2. The gas flow system according to claim 1, wherein the system
further comprises a programmable logic controller (PLC) in
communication with the pressure measurement devices, the casing
control valve, the tubing control valve and the flow measurement
devices, the PLC adapted to determine the rate of liquid influx
into the well bore, the critical rate, and control the casing
control valve and the tubing control valve to alternate the current
production phase the alternate production phase.
3. The gas flow system according to claim 1, wherein the current
production phase and the alternate production phase are each
selected from a group of possible production phases, the group of
possible production phases consisting of: casing flow with auto
cleanout, slipstreaming, siphon string/tubing flow and switching
valves and wherein the current production phase is different from
the alternate production phase.
4. The gas flow system according to claim 1, wherein the current
production phase and the alternate production phase are each
selected from a group of possible production phases, the group of
possible production phases consisting of any three phases of:
casing flow with auto cleanout, slipstreaming, siphon string/tubing
flow and switching valves and wherein the current production phase
is different from the alternate production phase.

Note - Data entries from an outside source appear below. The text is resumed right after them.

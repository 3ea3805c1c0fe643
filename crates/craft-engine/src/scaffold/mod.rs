//! The Scaffold Generator (§4.6): a two-stage pipeline producing a
//! deterministic, structurally-validated scene plan ahead of any prose.
//! Stage 1 (Draft Summary) assembles the Scaffold's mechanical fields
//! directly from caller-supplied outline data; Stage 2 (Enrichment) is an
//! optional LLM pass that fills in strategic context from source
//! material, skippable via `scaffold.enrichment_enabled`.

mod enricher;

pub use enricher::{EnrichError, EnrichmentResponse, ScaffoldEnricher, TransportEnricher};
#[cfg(any(test, feature = "test-support"))]
pub use enricher::test_support;

use crate::model::{Pov, Scaffold, ScaffoldInvariantError, StrategicContext, VoiceBundle};
use crate::settings::SettingsResolver;
use serde::{Deserialize, Serialize};
use std::sync::Arc;
use tokio_util::sync::CancellationToken;

/// Caller-supplied outline data for Stage 1 (Draft Summary).
#[derive(Debug, Clone, Serialize, Deserialize)]
pub struct DraftRequest {
    pub chapter_id: String,
    pub scene_index: u32,
    pub title: String,
    pub phase: String,
    pub pov: Pov,
    pub word_target: u32,
    pub beats: Vec<String>,
    pub success_criteria: Vec<String>,
    pub continuity_checklist: Vec<String>,
}

#[derive(Debug, thiserror::Error)]
pub enum ScaffoldError {
    #[error(transparent)]
    Invariant(#[from] ScaffoldInvariantError),
    #[error("enrichment failed: {0}")]
    Enrich(#[from] EnrichError),
    #[error("settings error: {0}")]
    Settings(#[from] crate::settings::InvalidSetting),
}

pub struct ScaffoldGenerator {
    resolver: Arc<SettingsResolver>,
    enricher: Option<Arc<dyn ScaffoldEnricher>>,
}

impl ScaffoldGenerator {
    pub fn new(resolver: Arc<SettingsResolver>, enricher: Option<Arc<dyn ScaffoldEnricher>>) -> Self {
        Self { resolver, enricher }
    }

    /// Stage 1: assemble the deterministic Scaffold fields and validate
    /// them against the active Voice Bundle's invariants (§3). No LLM
    /// call is made here; `source_enrichment` and `strategic_context`
    /// are left empty pending Stage 2.
    pub fn draft(&self, request: DraftRequest, voice_bundle: &VoiceBundle) -> Result<Scaffold, ScaffoldError> {
        let scaffold = Scaffold {
            chapter_id: request.chapter_id,
            scene_index: request.scene_index,
            title: request.title,
            phase: request.phase,
            pov: request.pov,
            word_target: request.word_target,
            beats: request.beats,
            strategic_context: StrategicContext {
                goals: Vec::new(),
                stakes: String::new(),
                conflict: String::new(),
            },
            success_criteria: request.success_criteria,
            continuity_checklist: request.continuity_checklist,
            source_enrichment: None,
        };
        scaffold.validate(voice_bundle)?;
        Ok(scaffold)
    }

    /// Stage 2: enrich a drafted Scaffold with strategic context drawn
    /// from `source_material`. Skipped entirely (returning the Scaffold
    /// unchanged) when `scaffold.enrichment_enabled` is false for this
    /// project or no enricher was configured.
    pub async fn enrich(
        &self,
        mut scaffold: Scaffold,
        source_material: &str,
        project_id: &str,
        cancel: &CancellationToken,
    ) -> Result<Scaffold, ScaffoldError> {
        let enabled = self.resolver.get_bool("scaffold.enrichment_enabled", Some(project_id))?;
        let Some(enricher) = (if enabled { self.enricher.as_ref() } else { None }) else {
            return Ok(scaffold);
        };

        let response = enricher
            .enrich(&scaffold.title, &scaffold.beats, source_material, cancel)
            .await?;
        scaffold.source_enrichment = Some(response.source_enrichment.clone());
        scaffold.strategic_context = response.into();
        Ok(scaffold)
    }

    /// Convenience wrapper used by the §6 `scaffold.generate` RPC: drafts
    /// then, if enabled, enriches in one call.
    pub async fn generate(
        &self,
        request: DraftRequest,
        voice_bundle: &VoiceBundle,
        source_material: &str,
        project_id: &str,
        cancel: &CancellationToken,
    ) -> Result<Scaffold, ScaffoldError> {
        let draft = self.draft(request, voice_bundle)?;
        self.enrich(draft, source_material, project_id, cancel).await
    }
}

5. The gas flow system according to claim 1, wherein the current
production phase and the alternate production phase are each
selected from a group of possible production phases, the group of
possible production phases consisting of any two phases of: casing
flow with auto cleanout, slipstreaming, siphon string/tubing flow
and switching valves and wherein the current production phase is
different from the alternate production phase.
6. The gas flow system according to claim 2, wherein the PLC is
programmed to switch the system between the current production
phase and the alternate production phase based on a liquid to gas
influx rate and/or critical rate, wherein the current production
phase and the alternate production phase are selected from a casing
flow with auto cleanout production phase and a slipstreaming
production phase.
7. The gas flow system according to claim 2, wherein the PLC is
programmed to switch the system between the current production
phase and the alternate production phase based on the critical gas
flow rate, wherein the current production phase and the alternate
production phase are selected from a slipstreaming production phase
and a siphon string/tubing flow production phase.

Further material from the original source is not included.